It is a new year–yes, it’s 2018–but it’s also time to shift gears in the seasonal advertising industry. The start of each year brings new design trends, some of which are “Wow! That’s amazing!” and some that are “Meh, I’ve seen that before.” However, just like many trends of the past (think bell-bottoms, hairstyles, and vinyl records), some interesting and very foundational design elements keep coming back to influence our current designs. You might conclude that they never actually left.
What I want to highlight today (and which is back on the list for 2018) is a design technique called Negative Space. The unused space around an element or typography, sometimes also referred to as “white space,” is back in the design trends for 2018. Personally, I think this trend never goes out of style. Nowadays it’s frequently used and it creates really subtle-but-genius interactions for the viewer. It has long been said that white space is sexy.
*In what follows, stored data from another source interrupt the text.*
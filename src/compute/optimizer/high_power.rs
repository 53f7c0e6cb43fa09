//! High-power-keep mode.
//!
//! After convergence the optimum can drift (thermal expansion, mechanical
//! creep). This mode keeps a center pair and repopulates a narrow window
//! around it every generation, moving the center only toward higher readings
//! and adapting its own rates from how stable the readings are.

use crate::schema::{Bounds, EndpointSpace, HighPowerSettings, HighPowerStatus, Individual, SearchSpace};

use super::OptimizerError;
use super::operators::OperatorRng;
use super::population::{PopulationPair, best_index};

/// Number of recent best pairs considered when picking the initial center.
pub const RECENT_CENTER_CANDIDATES: usize = 3;

/// Readings below this fraction of the center fitness are flagged as drift.
pub const DRIFT_RATIO: f64 = 0.95;

/// Recent best pair and its fitness.
pub type BestPair = (Individual, Individual, f64);

/// Rate adaptation applied by one center update.
#[derive(Debug, Clone, Copy, PartialEq)]
pub struct RateAdjustment {
    /// `true` when rates shrank after a stable stretch.
    pub stable: bool,
    pub mutation_rate: f64,
    pub crossover_rate: f64,
}

/// What a call to [`HighPowerKeepMode::update_search_center`] changed.
#[derive(Debug, Clone, Copy, PartialEq, Default)]
pub struct CenterUpdate {
    pub improved: bool,
    pub adjustment: Option<RateAdjustment>,
    pub drift: bool,
}

/// Center-based search state.
#[derive(Debug, Clone)]
pub struct HighPowerKeepMode {
    settings: HighPowerSettings,
    center_a: Individual,
    center_b: Individual,
    center_fitness: f64,
    previous_fitness: Option<f64>,
    stable_count: usize,
    mutation_rate: f64,
    crossover_rate: f64,
}

impl HighPowerKeepMode {
    /// Create the mode around `(a, b)`.
    ///
    /// With at least three `recent` pairs the center becomes the fittest of the
    /// last three instead. `fitness` is kept as the center fitness either way.
    /// [`HistoryLog::recent_best_pairs`](crate::schema::HistoryLog::recent_best_pairs)
    /// yields `recent` in the expected order.
    pub fn new(
        settings: &HighPowerSettings,
        a: Individual,
        b: Individual,
        fitness: f64,
        recent: &[BestPair],
    ) -> Self {
        let (center_a, center_b) = if recent.len() >= RECENT_CENTER_CANDIDATES {
            let tail = &recent[recent.len() - RECENT_CENTER_CANDIDATES..];
            let mut pick = &tail[0];
            for candidate in &tail[1..] {
                if candidate.2 > pick.2 {
                    pick = candidate;
                }
            }
            (pick.0.clone(), pick.1.clone())
        } else {
            (a, b)
        };

        Self {
            mutation_rate: settings.mutation_rate,
            crossover_rate: settings.crossover_rate,
            settings: settings.clone(),
            center_a,
            center_b,
            center_fitness: fitness,
            previous_fitness: None,
            stable_count: 0,
        }
    }

    pub fn settings(&self) -> &HighPowerSettings {
        &self.settings
    }

    pub fn center(&self) -> (&[f64], &[f64]) {
        (&self.center_a, &self.center_b)
    }

    pub fn center_fitness(&self) -> f64 {
        self.center_fitness
    }

    /// Adapted mutation rate.
    pub fn mutation_rate(&self) -> f64 {
        self.mutation_rate
    }

    /// Adapted crossover rate.
    pub fn crossover_rate(&self) -> f64 {
        self.crossover_rate
    }

    pub fn population_size(&self) -> usize {
        self.settings.population_size
    }

    /// Take over updated settings. Adapted rates restart only when their base value was changed.
    pub fn sync_settings(&mut self, settings: &HighPowerSettings, applied: &[String]) {
        if applied.iter().any(|f| f == "high_power_mutation_rate") {
            self.mutation_rate = settings.mutation_rate;
        }
        if applied.iter().any(|f| f == "high_power_crossover_rate") {
            self.crossover_rate = settings.crossover_rate;
        }
        self.settings = settings.clone();
    }

    /// Local window of each selected variable around `center`, clipped to the true bounds.
    pub fn local_window(&self, space: &EndpointSpace, center: &[f64]) -> Vec<Bounds> {
        space
            .selected_bounds()
            .zip(center)
            .map(|(bounds, &c)| bounds.window_around(c, self.settings.search_range_percent))
            .collect()
    }

    fn perturbed(&self, rng: &mut OperatorRng, space: &EndpointSpace, center: &[f64], window: &[Bounds]) -> Individual {
        center
            .iter()
            .zip(space.selected_bounds())
            .zip(window)
            .map(|((&c, bounds), local)| {
                let step = rng.normal(self.settings.perturbation_strength * bounds.width());
                local.clamp(c + step)
            })
            .collect()
    }

    fn fill_around_center(&self, pair: &mut PopulationPair, space: &SearchSpace, rng: &mut OperatorRng) {
        let window_a = self.local_window(&space.a, &self.center_a);
        let window_b = self.local_window(&space.b, &self.center_b);
        while pair.len() < self.settings.population_size {
            let a = self.perturbed(rng, &space.a, &self.center_a, &window_a);
            let b = self.perturbed(rng, &space.b, &self.center_b, &window_b);
            pair.push(a, b);
        }
    }

    /// Perturbed clones of the center. With `include_center` index 0 is the center itself.
    pub fn create_initial_population(
        &self,
        space: &SearchSpace,
        rng: &mut OperatorRng,
        include_center: bool,
    ) -> PopulationPair {
        let mut pair = PopulationPair::with_capacity(self.settings.population_size);
        if include_center {
            pair.push(self.center_a.clone(), self.center_b.clone());
        }
        self.fill_around_center(&mut pair, space, rng);
        pair
    }

    /// Keep the single best pair, regenerate every other slot around the center.
    pub fn create_new_population(
        &self,
        current: &PopulationPair,
        fitness: &[f64],
        space: &SearchSpace,
        rng: &mut OperatorRng,
    ) -> Result<PopulationPair, OptimizerError> {
        let best = best_index(fitness)
            .filter(|&i| i < current.len())
            .ok_or(OptimizerError::EmptyPopulation)?;

        let mut pair = PopulationPair::with_capacity(self.settings.population_size);
        pair.push(current.a[best].clone(), current.b[best].clone());
        self.fill_around_center(&mut pair, space, rng);
        Ok(pair)
    }

    /// Record a generation's best pair.
    ///
    /// The center moves only on a strictly higher reading. Rates adapt from the
    /// relative change against the previous reading.
    pub fn update_search_center(&mut self, a: &[f64], b: &[f64], fitness: f64) -> CenterUpdate {
        let mut update = CenterUpdate::default();

        let change = self
            .previous_fitness
            .filter(|&previous| previous > 0.0)
            .map(|previous| (fitness - previous).abs() / previous);
        self.previous_fitness = Some(fitness);

        if fitness > self.center_fitness {
            self.center_fitness = fitness;
            self.center_a = a.to_vec();
            self.center_b = b.to_vec();
            update.improved = true;
        }

        if let Some(change) = change.filter(|&c| c != 0.0) {
            let s = &self.settings;
            if change < s.convergence_threshold {
                self.stable_count += 1;
                if self.stable_count >= s.stable_generations {
                    self.mutation_rate = (self.mutation_rate * (1.0 - s.adjustment_rate)).max(s.min_mutation_rate);
                    self.crossover_rate = (self.crossover_rate * (1.0 - s.adjustment_rate)).max(s.min_crossover_rate);
                    update.adjustment = Some(RateAdjustment {
                        stable: true,
                        mutation_rate: self.mutation_rate,
                        crossover_rate: self.crossover_rate,
                    });
                }
            } else {
                self.stable_count = 0;
                self.mutation_rate = (self.mutation_rate * (1.0 + s.adjustment_rate)).min(s.max_mutation_rate);
                self.crossover_rate = (self.crossover_rate * (1.0 + s.adjustment_rate)).min(s.max_crossover_rate);
                update.adjustment = Some(RateAdjustment {
                    stable: false,
                    mutation_rate: self.mutation_rate,
                    crossover_rate: self.crossover_rate,
                });
                update.drift = fitness < self.center_fitness * DRIFT_RATIO;
            }
        }

        update
    }

    pub fn status(&self) -> HighPowerStatus {
        HighPowerStatus {
            center_a: self.center_a.clone(),
            center_b: self.center_b.clone(),
            center_fitness: self.center_fitness,
            mutation_rate: self.mutation_rate,
            crossover_rate: self.crossover_rate,
            stable_count: self.stable_count,
            population_size: self.settings.population_size,
        }
    }
}
impl Bounds {
    pub const fn new(lower: f64, upper: f64) -> Self {
        Self { lower, upper }
    }

    /// Interval width.
    #[inline]
    pub fn width(&self) -> f64 {
        self.upper - self.lower
    }

    /// Interval midpoint, used for unselected variables.
    #[inline]
    pub fn midpoint(&self) -> f64 {
        (self.lower + self.upper) / 2.0
    }

    #[inline]
    pub fn clamp(&self, value: f64) -> f64 {
        value.clamp(self.lower, self.upper)
    }

    #[inline]
    pub fn contains(&self, value: f64) -> bool {
        value >= self.lower && value <= self.upper
    }

    /// Window of total width `fraction * width()` centered on `center`,
    /// clipped to this interval.
    pub fn window_around(&self, center: f64, fraction: f64) -> Bounds {
        let center = self.clamp(center);
        let half = fraction * self.width() / 2.0;
        Bounds {
            lower: (center - half).max(self.lower),
            upper: (center + half).min(self.upper),
        }
    }
}

/// Bound intervals for all five axes of one endpoint.
#[derive(Debug, Clone, Serialize, Deserialize)]
pub struct AxisBounds {
    #[serde(default = "default_linear_bounds")]
    pub x: Bounds,
    #[serde(default = "default_linear_bounds")]
    pub y: Bounds,
    #[serde(default = "default_linear_bounds")]
    pub z: Bounds,
    #[serde(default = "default_angular_bounds")]
    pub rx: Bounds,
    #[serde(default = "default_angular_bounds")]
    pub ry: Bounds,
}

impl Default for AxisBounds {
    fn default() -> Self {
        Self {
            x: default_linear_bounds(),
            y: default_linear_bounds(),
            z: default_linear_bounds(),
            rx: default_angular_bounds(),
            ry: default_angular_bounds(),
        }
    }
}

impl AxisBounds {
    pub fn get(&self, axis: Axis) -> Bounds {
        match axis {
            Axis::X => self.x,
            Axis::Y => self.y,
            Axis::Z => self.z,
            Axis::Rx => self.rx,
            Axis::Ry => self.ry,
        }
    }
}

fn default_linear_bounds() -> Bounds {
    Bounds::new(0.0, 30.0)
}
fn default_angular_bounds() -> Bounds {
    Bounds::new(0.0, 0.03)
}
fn default_variables() -> Vec<Axis> {
    Axis::ALL.to_vec()
}

/// Selected variables and bounds of one endpoint.
#[derive(Debug, Clone, Serialize, Deserialize)]
pub struct EndpointSpace {
    /// Variables the optimizer moves, in individual order.
    #[serde(default = "default_variables")]
    pub variables: Vec<Axis>,
    /// Bounds for every axis, selected or not.
    #[serde(default)]
    pub bounds: AxisBounds,
}

impl Default for EndpointSpace {
    fn default() -> Self {
        Self {
            variables: default_variables(),
            bounds: AxisBounds::default(),
        }
    }
}

impl EndpointSpace {
    /// Number of selected variables (individual length).
    #[inline]
    pub fn dimension(&self) -> usize {
        self.variables.len()
    }

    /// Bounds of the `index`-th selected variable.
    #[inline]
    pub fn bounds(&self, index: usize) -> Bounds {
        self.bounds.get(self.variables[index])
    }

    /// Bounds of every selected variable, in individual order.
    pub fn selected_bounds(&self) -> impl Iterator<Item = Bounds> + '_ {
        self.variables.iter().map(|&axis| self.bounds.get(axis))
    }

    /// Whether every component of `individual` is inside its interval.
    pub fn contains(&self, individual: &[f64]) -> bool {
        individual.len() == self.dimension()
            && individual
                .iter()
                .zip(self.selected_bounds())
                .all(|(&v, b)| b.contains(v))
    }

    /// Full five-axis values for an individual; unselected axes sit at their midpoint.
    pub fn axis_values(&self, individual: &[f64]) -> AxisValues {
        let mut values = AxisValues {
            x: self.bounds.x.midpoint(),
            y: self.bounds.y.midpoint(),
            z: self.bounds.z.midpoint(),
            rx: self.bounds.rx.midpoint(),
            ry: self.bounds.ry.midpoint(),
        };
        for (&axis, &value) in self.variables.iter().zip(individual) {
            values.set(axis, value);
        }
        values
    }

    /// Project five-axis values back onto the selected variables, clipped to bounds.
    pub fn individual_from(&self, values: &AxisValues) -> Individual {
        self.variables
            .iter()
            .map(|&axis| self.bounds.get(axis).clamp(values.get(axis)))
            .collect()
    }

    fn validate(&self, endpoint: Endpoint) -> Result<(), ConfigError> {
        for (i, axis) in self.variables.iter().enumerate() {
            if self.variables[..i].contains(axis) {
                return Err(ConfigError::DuplicateVariable {
                    endpoint,
                    axis: axis.name(),
                });
            }
        }
        for axis in Axis::ALL {
            let b = self.bounds.get(axis);
            if !b.lower.is_finite() || !b.upper.is_finite() || b.lower > b.upper {
                return Err(ConfigError::InvalidBounds(format!(
                    "{}_{} min ({}) > max ({}) or not finite",
                    endpoint.prefix(),
                    axis.name(),
                    b.lower,
                    b.upper
                )));
            }
        }
        Ok(())
    }
}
If you don’t think so, look at Calvin Klein, Chanel, and what Apple has done with their advertising in the past decade. That excessive resting space for the brain makes the experience more impactful.
Negative space doesn’t have to be white, it can be black or any other color that works with the creative intent. A teal background with bold white type? A gray background photo with an elegant logo? Isolating a person or element from a photographic image creates white space and allows the eye to linger on the complex silhouette for a little bit longer. This can be advantageous when wanting someone to chew on what you are selling for a little bit longer.
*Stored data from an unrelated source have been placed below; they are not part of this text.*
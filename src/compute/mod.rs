//! Compute module - Optimizer engine and the simulated coupling model.

pub mod optimizer;
mod simulated;

pub use simulated::*;
//! Synthetic coupling model standing in for the power meter.
//!
//! Each endpoint couples with a Gaussian overlap: lateral offsets against the
//! mode field radius, axial offsets against a wider depth of focus and tilts
//! against the angular acceptance. The optimum can drift slowly and readings
//! can carry seeded multiplicative noise.

use rand::prelude::*;
use rand_distr::StandardNormal;
use serde::{Deserialize, Serialize};

use crate::compute::optimizer::{EvalError, FitnessEvaluator};
use crate::schema::{Axis, AxisValues, Endpoint, Pose, SearchSpace};

/// Axial tolerance relative to the lateral mode field radius.
const AXIAL_FACTOR: f64 = 4.0;

/// Simulated coupling parameters.
#[derive(Debug, Clone, Serialize, Deserialize)]
pub struct CouplingModel {
    /// Power at perfect alignment (mW).
    #[serde(default = "default_peak_power")]
    pub peak_power: f64,
    /// Lateral 1/e offset.
    #[serde(default = "default_mode_field_radius")]
    pub mode_field_radius: f64,
    /// Tilt 1/e offset.
    #[serde(default = "default_angular_acceptance")]
    pub angular_acceptance: f64,
    /// Optimal pose. Defaults to 60% (A) and 40% (B) of each axis range.
    #[serde(default)]
    pub optimum: Option<Pose>,
    /// Shift of the optimal x of both endpoints per evaluation.
    #[serde(default)]
    pub drift_per_evaluation: f64,
    /// Relative standard deviation of reading noise.
    #[serde(default)]
    pub noise: f64,
    /// Fail every n-th evaluation with a hardware fault.
    #[serde(default)]
    pub fault_every: Option<u64>,
    /// Noise seed.
    #[serde(default)]
    pub seed: Option<u64>,
}

impl Default for CouplingModel {
    fn default() -> Self {
        Self {
            peak_power: default_peak_power(),
            mode_field_radius: default_mode_field_radius(),
            angular_acceptance: default_angular_acceptance(),
            optimum: None,
            drift_per_evaluation: 0.0,
            noise: 0.0,
            fault_every: None,
            seed: None,
        }
    }
}

fn default_peak_power() -> f64 {
    1.0
}
fn default_mode_field_radius() -> f64 {
    3.0
}
fn default_angular_acceptance() -> f64 {
    0.005
}

fn placed_optimum(space: &SearchSpace) -> Pose {
    let place = |endpoint: Endpoint, fraction: f64| {
        let bounds = &space.endpoint(endpoint).bounds;
        let mut values = AxisValues::default();
        for axis in Axis::ALL {
            let b = bounds.get(axis);
            values.set(axis, b.lower + fraction * b.width());
        }
        values
    };
    Pose {
        a: place(Endpoint::A, 0.6),
        b: place(Endpoint::B, 0.4),
    }
}

/// Evaluator backed by [`CouplingModel`].
#[derive(Debug)]
pub struct SimulatedCoupling {
    model: CouplingModel,
    optimum: Pose,
    rng: StdRng,
    evaluations: u64,
}

impl SimulatedCoupling {
    pub fn new(model: CouplingModel, space: &SearchSpace) -> Self {
        let optimum = model.optimum.unwrap_or_else(|| placed_optimum(space));
        let rng = match model.seed {
            Some(seed) => StdRng::seed_from_u64(seed),
            None => StdRng::from_entropy(),
        };
        Self {
            model,
            optimum,
            rng,
            evaluations: 0,
        }
    }

    /// Optimum after drift so far.
    pub fn optimum(&self) -> Pose {
        let shift = self.model.drift_per_evaluation * self.evaluations as f64;
        let mut optimum = self.optimum;
        optimum.a.x += shift;
        optimum.b.x += shift;
        optimum
    }

    pub fn evaluations(&self) -> u64 {
        self.evaluations
    }

    fn overlap(&self, values: &AxisValues, optimum: &AxisValues) -> f64 {
        let w = self.model.mode_field_radius;
        let theta = self.model.angular_acceptance;
        let lateral = ((values.x - optimum.x) / w).powi(2) + ((values.y - optimum.y) / w).powi(2);
        let axial = ((values.z - optimum.z) / (w * AXIAL_FACTOR)).powi(2);
        let tilt = ((values.rx - optimum.rx) / theta).powi(2) + ((values.ry - optimum.ry) / theta).powi(2);
        (-(lateral + axial + tilt)).exp()
    }

    /// Noise-free power at `pose` for the current optimum.
    pub fn ideal_power(&self, pose: &Pose) -> f64 {
        let optimum = self.optimum();
        self.model.peak_power * self.overlap(&pose.a, &optimum.a) * self.overlap(&pose.b, &optimum.b)
    }
}

impl FitnessEvaluator for SimulatedCoupling {
    fn measure(&mut self, pose: &Pose) -> Result<f64, EvalError> {
        let power = self.ideal_power(pose);
        self.evaluations += 1;

        if let Some(n) = self.model.fault_every
            && n > 0
            && self.evaluations % n == 0
        {
            return Err(EvalError::Hardware(format!(
                "simulated meter dropout at evaluation {}",
                self.evaluations
            )));
        }

        if self.model.noise > 0.0 {
            let z: f64 = self.rng.sample(StandardNormal);
            return Ok((power * (1.0 + self.model.noise * z)).max(0.0));
        }
        Ok(power)
    }
}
There are many simple ways to create impactful designs using negative space. Using the space inside an object is a way to combine elements and create negative space in unique ways. Examples might be placing a photograph inside bold type or overlaying a photo over a complex shape from an isolated image. I am often awe-struck by the designs I come across (see a compilation of designs here). With my design biases, I often analyze and examine those design elements to understand how and why they work the way they do (or reinforce what I have already discovered).
I could claim that in graphic design, like other professional fields, creations of the past will influence the ides of the future. Graphic design basics are something to always fall back to for a creative solution–your foundation of sorts to build new and innovative ideas upon. Putting a new slant on that fundamental design concept might be the next design trend. Who knows…maybe will you be the innovator that might bring that idea to life?